• **TASK TO CARRY OUT**
Find the word "nset" in the data below and copy each line that holds it.

╭──

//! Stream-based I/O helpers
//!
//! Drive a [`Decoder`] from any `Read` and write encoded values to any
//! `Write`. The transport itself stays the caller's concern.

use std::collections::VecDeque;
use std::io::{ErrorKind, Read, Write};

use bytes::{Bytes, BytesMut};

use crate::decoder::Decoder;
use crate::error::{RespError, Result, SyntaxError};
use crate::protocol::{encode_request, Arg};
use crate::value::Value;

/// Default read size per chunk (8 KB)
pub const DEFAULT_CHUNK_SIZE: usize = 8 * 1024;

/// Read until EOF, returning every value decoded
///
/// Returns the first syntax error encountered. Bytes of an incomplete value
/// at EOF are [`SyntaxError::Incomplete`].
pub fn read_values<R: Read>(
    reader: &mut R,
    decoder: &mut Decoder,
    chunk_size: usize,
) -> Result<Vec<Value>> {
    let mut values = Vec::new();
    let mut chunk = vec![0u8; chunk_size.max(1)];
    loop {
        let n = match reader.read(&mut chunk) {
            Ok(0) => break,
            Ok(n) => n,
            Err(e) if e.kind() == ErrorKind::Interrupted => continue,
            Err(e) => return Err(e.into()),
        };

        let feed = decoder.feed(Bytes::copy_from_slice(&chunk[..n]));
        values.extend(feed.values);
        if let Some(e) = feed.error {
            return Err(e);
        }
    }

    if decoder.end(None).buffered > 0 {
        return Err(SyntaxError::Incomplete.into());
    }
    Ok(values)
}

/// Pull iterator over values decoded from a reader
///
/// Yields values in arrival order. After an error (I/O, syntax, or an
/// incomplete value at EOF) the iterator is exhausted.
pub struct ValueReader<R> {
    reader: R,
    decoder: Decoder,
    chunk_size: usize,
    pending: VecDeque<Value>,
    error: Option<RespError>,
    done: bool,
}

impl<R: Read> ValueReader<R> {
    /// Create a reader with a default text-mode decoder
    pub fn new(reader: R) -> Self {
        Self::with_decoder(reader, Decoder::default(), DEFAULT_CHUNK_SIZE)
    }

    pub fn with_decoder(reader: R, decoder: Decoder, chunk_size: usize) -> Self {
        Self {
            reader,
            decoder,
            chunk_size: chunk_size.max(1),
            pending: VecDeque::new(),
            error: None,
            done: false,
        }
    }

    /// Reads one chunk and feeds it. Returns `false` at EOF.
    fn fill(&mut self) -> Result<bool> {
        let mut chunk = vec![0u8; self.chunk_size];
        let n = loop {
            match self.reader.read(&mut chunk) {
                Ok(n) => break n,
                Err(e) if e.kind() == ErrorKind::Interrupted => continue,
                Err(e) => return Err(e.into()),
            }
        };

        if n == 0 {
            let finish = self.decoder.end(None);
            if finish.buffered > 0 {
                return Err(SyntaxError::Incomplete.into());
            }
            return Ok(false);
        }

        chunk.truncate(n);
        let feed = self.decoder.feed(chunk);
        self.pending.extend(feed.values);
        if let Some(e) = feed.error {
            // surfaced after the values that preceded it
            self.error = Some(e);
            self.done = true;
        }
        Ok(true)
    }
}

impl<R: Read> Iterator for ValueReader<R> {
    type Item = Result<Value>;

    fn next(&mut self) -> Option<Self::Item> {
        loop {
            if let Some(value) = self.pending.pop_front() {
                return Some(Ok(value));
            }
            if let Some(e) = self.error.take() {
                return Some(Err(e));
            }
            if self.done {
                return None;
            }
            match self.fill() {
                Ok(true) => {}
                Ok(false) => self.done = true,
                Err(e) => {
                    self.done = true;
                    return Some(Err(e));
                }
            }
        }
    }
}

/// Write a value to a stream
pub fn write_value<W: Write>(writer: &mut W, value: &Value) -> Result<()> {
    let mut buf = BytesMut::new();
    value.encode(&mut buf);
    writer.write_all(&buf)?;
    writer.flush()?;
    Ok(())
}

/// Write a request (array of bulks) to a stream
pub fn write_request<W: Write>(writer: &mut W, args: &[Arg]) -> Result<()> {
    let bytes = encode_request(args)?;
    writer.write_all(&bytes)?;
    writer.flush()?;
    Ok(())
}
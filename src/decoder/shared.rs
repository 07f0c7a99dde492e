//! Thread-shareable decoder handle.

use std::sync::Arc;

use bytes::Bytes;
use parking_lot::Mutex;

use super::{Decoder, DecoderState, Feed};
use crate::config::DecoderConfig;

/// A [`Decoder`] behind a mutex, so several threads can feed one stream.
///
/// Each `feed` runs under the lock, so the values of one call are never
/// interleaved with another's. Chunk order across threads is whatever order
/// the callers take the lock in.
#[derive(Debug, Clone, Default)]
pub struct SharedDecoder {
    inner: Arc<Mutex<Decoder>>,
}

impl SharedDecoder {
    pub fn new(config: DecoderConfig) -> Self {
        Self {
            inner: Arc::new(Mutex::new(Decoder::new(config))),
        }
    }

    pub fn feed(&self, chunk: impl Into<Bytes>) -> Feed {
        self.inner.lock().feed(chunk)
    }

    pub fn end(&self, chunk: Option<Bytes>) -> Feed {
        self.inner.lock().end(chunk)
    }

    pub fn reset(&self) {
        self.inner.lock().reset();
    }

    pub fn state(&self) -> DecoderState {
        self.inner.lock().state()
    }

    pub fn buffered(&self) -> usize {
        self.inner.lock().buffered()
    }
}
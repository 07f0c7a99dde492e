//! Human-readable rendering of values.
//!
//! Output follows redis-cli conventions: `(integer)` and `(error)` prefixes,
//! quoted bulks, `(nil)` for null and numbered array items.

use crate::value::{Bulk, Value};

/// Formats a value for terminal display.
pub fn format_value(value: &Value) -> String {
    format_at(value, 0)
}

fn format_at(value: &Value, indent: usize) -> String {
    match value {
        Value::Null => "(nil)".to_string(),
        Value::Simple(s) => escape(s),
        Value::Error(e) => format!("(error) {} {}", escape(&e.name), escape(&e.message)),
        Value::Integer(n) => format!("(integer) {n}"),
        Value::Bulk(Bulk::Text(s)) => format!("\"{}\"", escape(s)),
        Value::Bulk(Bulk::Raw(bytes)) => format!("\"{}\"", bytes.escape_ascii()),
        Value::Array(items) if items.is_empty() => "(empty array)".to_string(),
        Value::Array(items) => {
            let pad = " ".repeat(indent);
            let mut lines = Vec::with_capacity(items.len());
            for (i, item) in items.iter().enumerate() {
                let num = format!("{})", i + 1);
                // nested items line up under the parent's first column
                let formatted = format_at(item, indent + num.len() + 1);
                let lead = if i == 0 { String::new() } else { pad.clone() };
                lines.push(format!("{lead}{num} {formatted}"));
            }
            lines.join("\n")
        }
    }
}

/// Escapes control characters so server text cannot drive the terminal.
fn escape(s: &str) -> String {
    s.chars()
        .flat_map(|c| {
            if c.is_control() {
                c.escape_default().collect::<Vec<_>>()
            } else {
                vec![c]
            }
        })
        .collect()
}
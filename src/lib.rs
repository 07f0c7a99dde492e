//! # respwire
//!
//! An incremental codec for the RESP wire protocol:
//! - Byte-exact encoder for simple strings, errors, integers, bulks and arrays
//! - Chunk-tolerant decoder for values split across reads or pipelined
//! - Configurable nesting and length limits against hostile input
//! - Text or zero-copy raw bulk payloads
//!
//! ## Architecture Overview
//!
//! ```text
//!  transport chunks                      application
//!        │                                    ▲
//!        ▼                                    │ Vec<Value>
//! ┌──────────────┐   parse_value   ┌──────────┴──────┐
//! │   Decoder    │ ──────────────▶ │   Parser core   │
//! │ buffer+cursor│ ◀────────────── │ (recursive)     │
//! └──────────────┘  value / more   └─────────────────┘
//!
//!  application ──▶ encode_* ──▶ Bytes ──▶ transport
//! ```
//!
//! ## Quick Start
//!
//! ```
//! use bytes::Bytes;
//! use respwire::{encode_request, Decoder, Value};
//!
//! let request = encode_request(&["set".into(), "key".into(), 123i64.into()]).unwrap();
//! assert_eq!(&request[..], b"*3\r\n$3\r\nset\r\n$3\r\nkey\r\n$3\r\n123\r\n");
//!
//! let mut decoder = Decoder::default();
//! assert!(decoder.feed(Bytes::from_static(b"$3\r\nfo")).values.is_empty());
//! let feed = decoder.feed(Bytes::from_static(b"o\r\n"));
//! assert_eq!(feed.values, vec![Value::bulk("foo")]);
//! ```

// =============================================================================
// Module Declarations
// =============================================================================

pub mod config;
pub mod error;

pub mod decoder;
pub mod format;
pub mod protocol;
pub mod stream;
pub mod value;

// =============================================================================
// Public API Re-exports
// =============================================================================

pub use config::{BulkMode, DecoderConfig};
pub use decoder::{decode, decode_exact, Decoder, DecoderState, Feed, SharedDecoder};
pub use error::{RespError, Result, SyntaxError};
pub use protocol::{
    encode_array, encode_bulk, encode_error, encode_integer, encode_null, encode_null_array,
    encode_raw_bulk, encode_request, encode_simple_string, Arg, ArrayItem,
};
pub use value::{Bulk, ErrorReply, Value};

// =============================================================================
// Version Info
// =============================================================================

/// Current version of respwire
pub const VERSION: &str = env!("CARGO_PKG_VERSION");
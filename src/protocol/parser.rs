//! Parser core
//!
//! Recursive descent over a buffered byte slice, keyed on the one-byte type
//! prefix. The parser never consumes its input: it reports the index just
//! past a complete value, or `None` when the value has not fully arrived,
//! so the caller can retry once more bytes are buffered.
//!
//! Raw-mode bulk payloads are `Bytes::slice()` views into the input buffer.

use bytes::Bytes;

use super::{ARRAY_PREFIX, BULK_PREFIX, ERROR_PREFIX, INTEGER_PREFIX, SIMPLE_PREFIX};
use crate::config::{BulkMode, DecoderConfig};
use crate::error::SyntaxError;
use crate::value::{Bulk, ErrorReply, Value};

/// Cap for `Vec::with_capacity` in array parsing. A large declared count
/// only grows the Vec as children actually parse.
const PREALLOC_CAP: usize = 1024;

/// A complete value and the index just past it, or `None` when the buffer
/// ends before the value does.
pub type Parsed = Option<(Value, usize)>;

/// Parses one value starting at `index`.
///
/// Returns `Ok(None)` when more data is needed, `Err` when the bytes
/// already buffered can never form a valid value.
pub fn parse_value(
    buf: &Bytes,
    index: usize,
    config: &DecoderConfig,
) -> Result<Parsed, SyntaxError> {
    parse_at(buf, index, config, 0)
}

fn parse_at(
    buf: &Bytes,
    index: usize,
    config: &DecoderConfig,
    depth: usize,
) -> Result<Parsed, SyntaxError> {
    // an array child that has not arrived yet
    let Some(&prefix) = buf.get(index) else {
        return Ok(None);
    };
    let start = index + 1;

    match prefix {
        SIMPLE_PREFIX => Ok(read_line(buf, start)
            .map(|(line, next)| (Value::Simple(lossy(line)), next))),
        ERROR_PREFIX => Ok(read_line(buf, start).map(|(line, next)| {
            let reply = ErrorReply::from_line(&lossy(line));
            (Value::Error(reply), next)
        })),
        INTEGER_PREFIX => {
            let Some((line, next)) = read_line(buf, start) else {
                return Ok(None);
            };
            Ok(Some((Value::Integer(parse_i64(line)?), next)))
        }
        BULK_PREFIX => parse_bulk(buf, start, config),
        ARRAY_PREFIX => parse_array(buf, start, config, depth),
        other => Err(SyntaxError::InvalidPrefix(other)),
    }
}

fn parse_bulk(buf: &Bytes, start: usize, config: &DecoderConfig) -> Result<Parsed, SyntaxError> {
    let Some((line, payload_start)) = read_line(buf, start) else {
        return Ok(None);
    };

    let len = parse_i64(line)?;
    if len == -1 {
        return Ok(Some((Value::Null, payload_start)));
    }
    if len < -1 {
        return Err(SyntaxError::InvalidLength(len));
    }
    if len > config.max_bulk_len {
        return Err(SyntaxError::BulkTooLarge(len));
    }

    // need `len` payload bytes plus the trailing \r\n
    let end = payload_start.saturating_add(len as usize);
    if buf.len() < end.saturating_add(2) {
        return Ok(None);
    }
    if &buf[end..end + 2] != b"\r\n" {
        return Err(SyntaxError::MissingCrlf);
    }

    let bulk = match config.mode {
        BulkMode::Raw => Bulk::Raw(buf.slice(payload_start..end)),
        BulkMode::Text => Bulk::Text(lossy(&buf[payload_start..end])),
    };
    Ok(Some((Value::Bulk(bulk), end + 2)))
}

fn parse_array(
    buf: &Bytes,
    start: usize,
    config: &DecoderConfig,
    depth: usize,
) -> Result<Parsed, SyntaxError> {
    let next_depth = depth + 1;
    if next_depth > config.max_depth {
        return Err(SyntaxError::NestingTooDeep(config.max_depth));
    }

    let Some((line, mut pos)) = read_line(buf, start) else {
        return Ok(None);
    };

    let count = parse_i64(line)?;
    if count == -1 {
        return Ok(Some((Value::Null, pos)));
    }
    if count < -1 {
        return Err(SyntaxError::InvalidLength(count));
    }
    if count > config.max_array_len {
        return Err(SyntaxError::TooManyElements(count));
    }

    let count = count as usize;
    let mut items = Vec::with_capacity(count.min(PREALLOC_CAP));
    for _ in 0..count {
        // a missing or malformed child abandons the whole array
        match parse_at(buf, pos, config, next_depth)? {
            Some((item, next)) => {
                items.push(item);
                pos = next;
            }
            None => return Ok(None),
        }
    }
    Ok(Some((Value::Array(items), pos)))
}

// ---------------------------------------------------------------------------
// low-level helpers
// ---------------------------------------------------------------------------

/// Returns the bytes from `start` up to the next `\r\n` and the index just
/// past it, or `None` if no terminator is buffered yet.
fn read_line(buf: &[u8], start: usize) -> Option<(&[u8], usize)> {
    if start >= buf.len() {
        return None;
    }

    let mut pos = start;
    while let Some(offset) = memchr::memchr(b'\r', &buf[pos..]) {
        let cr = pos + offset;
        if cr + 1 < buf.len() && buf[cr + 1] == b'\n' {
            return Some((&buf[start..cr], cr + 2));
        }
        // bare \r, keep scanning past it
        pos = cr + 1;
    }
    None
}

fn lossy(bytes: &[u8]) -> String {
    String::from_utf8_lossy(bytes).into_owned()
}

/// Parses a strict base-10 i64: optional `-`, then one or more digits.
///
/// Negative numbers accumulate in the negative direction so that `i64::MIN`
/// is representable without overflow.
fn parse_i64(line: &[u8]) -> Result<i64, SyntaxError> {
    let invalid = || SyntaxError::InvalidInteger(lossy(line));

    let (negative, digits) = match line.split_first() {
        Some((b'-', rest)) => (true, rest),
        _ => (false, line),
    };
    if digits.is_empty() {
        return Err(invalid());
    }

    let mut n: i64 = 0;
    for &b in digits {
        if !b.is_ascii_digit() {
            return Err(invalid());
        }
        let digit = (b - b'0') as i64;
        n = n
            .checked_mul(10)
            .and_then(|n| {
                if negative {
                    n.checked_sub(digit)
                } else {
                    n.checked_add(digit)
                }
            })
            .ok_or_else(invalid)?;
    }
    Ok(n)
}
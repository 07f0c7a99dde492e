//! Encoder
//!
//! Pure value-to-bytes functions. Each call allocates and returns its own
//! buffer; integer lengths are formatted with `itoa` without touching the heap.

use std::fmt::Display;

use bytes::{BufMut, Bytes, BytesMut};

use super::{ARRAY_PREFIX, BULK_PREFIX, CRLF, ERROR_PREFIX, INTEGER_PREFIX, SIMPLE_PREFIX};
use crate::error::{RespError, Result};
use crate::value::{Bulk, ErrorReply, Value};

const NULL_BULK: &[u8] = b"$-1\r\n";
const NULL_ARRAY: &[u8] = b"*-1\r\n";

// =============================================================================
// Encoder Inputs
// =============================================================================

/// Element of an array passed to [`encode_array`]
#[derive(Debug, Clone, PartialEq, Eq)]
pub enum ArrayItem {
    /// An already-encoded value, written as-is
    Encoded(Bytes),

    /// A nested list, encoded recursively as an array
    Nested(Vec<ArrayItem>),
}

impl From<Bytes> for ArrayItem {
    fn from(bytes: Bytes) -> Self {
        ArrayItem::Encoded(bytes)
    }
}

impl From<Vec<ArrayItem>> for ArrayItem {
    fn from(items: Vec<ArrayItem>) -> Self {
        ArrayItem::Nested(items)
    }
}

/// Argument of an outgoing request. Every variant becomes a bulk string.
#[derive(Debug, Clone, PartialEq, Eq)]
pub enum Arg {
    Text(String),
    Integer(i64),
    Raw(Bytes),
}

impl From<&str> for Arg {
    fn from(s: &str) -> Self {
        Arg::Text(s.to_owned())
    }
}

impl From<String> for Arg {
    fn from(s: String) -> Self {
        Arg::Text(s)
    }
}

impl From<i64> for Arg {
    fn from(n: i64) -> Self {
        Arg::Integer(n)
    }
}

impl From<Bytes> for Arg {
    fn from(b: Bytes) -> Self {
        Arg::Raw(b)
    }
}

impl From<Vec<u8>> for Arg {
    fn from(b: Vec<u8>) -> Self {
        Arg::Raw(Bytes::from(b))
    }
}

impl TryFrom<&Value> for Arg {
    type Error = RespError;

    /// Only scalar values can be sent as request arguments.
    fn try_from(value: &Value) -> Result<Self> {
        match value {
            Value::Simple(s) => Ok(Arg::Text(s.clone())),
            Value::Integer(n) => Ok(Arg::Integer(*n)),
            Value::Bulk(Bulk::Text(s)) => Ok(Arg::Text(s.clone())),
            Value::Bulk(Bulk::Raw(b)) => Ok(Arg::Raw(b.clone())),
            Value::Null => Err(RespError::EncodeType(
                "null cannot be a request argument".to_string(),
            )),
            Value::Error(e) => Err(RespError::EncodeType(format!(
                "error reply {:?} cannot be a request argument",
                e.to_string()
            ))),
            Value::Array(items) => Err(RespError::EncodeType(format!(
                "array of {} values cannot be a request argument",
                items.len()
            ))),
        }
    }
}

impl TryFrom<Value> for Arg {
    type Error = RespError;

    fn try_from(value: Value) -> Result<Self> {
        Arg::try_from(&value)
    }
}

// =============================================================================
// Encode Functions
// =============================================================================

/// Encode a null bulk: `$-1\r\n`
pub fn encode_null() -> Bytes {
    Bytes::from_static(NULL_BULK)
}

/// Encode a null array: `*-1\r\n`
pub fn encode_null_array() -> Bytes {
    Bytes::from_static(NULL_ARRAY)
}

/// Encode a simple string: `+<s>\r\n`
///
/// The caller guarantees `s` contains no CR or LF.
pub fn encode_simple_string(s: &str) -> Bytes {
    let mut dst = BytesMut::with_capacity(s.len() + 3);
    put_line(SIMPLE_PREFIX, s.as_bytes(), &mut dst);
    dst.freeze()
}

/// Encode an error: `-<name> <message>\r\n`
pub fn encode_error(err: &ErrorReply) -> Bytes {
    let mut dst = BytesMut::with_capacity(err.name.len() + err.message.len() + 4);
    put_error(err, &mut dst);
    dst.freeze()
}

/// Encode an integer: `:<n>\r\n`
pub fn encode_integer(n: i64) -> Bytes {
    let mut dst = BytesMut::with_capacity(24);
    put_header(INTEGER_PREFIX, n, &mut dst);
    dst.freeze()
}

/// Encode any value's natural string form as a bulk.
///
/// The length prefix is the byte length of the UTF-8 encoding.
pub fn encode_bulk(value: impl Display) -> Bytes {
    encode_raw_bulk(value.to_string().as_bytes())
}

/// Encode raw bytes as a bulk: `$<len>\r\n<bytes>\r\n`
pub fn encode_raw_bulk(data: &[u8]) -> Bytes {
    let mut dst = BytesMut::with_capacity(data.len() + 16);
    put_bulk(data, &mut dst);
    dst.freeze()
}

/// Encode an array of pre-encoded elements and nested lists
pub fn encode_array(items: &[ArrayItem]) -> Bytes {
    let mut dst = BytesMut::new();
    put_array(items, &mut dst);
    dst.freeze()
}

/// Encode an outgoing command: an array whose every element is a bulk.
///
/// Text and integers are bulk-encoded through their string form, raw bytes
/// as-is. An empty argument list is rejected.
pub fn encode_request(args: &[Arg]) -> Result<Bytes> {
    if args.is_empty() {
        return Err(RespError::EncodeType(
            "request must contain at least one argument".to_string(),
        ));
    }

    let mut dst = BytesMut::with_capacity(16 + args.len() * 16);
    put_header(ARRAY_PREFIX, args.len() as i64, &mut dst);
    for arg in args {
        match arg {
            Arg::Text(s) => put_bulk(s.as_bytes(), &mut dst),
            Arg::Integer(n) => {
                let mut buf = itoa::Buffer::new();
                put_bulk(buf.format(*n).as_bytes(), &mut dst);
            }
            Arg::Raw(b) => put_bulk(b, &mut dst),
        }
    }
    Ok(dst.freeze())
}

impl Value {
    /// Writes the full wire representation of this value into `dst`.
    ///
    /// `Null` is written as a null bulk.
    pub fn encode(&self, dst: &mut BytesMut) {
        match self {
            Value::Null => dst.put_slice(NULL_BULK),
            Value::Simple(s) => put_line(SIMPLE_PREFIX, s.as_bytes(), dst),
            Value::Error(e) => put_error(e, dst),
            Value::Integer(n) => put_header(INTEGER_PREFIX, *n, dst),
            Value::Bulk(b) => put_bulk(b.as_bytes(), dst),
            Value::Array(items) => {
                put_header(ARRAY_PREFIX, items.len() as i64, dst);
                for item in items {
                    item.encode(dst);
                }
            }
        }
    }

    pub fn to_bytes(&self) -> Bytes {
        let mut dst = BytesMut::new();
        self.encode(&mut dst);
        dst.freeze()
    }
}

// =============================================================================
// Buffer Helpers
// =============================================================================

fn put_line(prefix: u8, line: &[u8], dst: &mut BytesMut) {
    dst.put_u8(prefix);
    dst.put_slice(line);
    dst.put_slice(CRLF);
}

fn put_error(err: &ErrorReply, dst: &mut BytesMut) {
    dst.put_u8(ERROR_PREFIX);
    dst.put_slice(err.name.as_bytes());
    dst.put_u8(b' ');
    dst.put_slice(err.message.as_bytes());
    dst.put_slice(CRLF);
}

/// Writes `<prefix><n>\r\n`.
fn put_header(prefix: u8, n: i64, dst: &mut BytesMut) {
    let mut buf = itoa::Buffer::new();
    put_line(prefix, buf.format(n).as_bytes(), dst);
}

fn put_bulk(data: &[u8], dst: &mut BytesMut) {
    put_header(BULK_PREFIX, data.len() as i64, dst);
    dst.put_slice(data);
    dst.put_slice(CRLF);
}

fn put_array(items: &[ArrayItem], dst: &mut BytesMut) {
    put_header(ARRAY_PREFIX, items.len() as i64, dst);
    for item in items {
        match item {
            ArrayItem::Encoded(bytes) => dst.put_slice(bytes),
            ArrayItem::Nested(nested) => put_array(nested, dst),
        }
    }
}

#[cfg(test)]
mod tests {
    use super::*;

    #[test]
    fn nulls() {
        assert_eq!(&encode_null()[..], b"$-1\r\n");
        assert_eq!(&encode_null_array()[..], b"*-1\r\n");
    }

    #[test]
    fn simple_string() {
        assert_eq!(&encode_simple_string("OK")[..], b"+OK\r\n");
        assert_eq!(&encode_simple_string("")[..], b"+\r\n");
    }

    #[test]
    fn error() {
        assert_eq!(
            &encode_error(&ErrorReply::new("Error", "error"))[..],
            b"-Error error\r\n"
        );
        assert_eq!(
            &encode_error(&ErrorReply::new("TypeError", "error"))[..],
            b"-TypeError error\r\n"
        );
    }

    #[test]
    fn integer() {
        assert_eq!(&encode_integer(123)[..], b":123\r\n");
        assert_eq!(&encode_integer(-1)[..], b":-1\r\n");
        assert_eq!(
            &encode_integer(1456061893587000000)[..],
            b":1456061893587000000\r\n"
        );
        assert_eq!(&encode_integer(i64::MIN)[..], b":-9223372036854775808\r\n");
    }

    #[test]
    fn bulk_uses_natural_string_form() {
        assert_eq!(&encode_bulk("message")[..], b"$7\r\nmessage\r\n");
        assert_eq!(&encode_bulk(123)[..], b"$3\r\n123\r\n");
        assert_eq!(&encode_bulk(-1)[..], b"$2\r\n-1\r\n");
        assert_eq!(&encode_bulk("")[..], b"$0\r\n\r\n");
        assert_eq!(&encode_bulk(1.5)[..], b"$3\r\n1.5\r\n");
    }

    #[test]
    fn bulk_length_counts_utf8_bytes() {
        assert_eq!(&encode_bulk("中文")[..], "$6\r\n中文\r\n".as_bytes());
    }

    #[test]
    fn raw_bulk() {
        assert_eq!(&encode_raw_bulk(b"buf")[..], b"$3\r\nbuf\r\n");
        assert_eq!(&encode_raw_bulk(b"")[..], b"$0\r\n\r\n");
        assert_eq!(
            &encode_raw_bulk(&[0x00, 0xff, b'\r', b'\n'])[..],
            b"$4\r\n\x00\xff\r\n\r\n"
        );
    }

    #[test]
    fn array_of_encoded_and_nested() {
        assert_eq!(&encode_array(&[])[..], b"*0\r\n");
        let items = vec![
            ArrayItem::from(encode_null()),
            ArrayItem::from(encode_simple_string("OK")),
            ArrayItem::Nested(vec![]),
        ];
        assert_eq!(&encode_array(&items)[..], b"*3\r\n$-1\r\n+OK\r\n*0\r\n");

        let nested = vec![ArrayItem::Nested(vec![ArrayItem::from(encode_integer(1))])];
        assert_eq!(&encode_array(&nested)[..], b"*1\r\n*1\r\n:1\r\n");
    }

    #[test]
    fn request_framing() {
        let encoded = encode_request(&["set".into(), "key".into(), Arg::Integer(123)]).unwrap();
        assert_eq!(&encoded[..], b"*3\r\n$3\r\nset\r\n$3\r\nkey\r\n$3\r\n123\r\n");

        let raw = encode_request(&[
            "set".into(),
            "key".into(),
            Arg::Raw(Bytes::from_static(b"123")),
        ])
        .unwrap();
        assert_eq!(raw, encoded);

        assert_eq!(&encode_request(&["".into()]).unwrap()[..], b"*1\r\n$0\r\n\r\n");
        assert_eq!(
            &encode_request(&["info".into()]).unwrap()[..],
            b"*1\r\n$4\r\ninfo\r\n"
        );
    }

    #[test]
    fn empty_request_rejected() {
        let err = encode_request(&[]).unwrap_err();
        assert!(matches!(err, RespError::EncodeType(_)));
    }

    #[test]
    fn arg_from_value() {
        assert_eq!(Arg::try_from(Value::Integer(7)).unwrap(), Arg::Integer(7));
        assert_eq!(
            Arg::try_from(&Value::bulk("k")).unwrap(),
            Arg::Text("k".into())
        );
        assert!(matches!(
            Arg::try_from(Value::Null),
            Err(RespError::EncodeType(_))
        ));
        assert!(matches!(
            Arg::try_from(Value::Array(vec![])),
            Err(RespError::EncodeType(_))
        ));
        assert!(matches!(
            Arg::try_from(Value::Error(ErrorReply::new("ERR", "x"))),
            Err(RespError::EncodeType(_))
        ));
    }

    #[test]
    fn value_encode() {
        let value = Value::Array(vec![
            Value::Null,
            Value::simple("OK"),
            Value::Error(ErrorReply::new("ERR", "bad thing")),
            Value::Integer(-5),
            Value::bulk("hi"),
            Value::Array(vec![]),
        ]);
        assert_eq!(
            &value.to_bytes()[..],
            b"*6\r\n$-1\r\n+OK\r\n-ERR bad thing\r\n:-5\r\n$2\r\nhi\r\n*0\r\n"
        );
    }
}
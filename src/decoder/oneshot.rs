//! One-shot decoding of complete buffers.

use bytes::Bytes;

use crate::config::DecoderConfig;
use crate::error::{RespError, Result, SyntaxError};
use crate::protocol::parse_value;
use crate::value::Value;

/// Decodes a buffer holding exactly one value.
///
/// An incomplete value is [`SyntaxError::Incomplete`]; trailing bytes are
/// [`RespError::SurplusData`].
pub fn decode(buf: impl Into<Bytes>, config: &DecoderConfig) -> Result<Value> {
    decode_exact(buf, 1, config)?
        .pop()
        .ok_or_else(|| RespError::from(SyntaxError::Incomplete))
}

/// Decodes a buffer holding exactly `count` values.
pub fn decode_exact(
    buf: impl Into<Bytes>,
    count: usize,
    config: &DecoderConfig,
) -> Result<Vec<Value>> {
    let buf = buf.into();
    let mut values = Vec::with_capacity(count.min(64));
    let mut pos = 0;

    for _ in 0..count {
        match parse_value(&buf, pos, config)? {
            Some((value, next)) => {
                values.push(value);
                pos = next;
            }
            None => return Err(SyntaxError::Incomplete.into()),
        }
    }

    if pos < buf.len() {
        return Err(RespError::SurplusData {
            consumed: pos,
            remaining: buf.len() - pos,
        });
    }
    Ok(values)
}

╰──

• **RESPONSE TO THE TASK**
//! assert_eq!(&request[..], b"*3\r\n$3\r\nset\r\n$3\r\nkey\r\n$3\r\n123\r\n");
        assert_eq!(&encoded[..], b"*3\r\n$3\r\nset\r\n$3\r\nkey\r\n$3\r\n123\r\n");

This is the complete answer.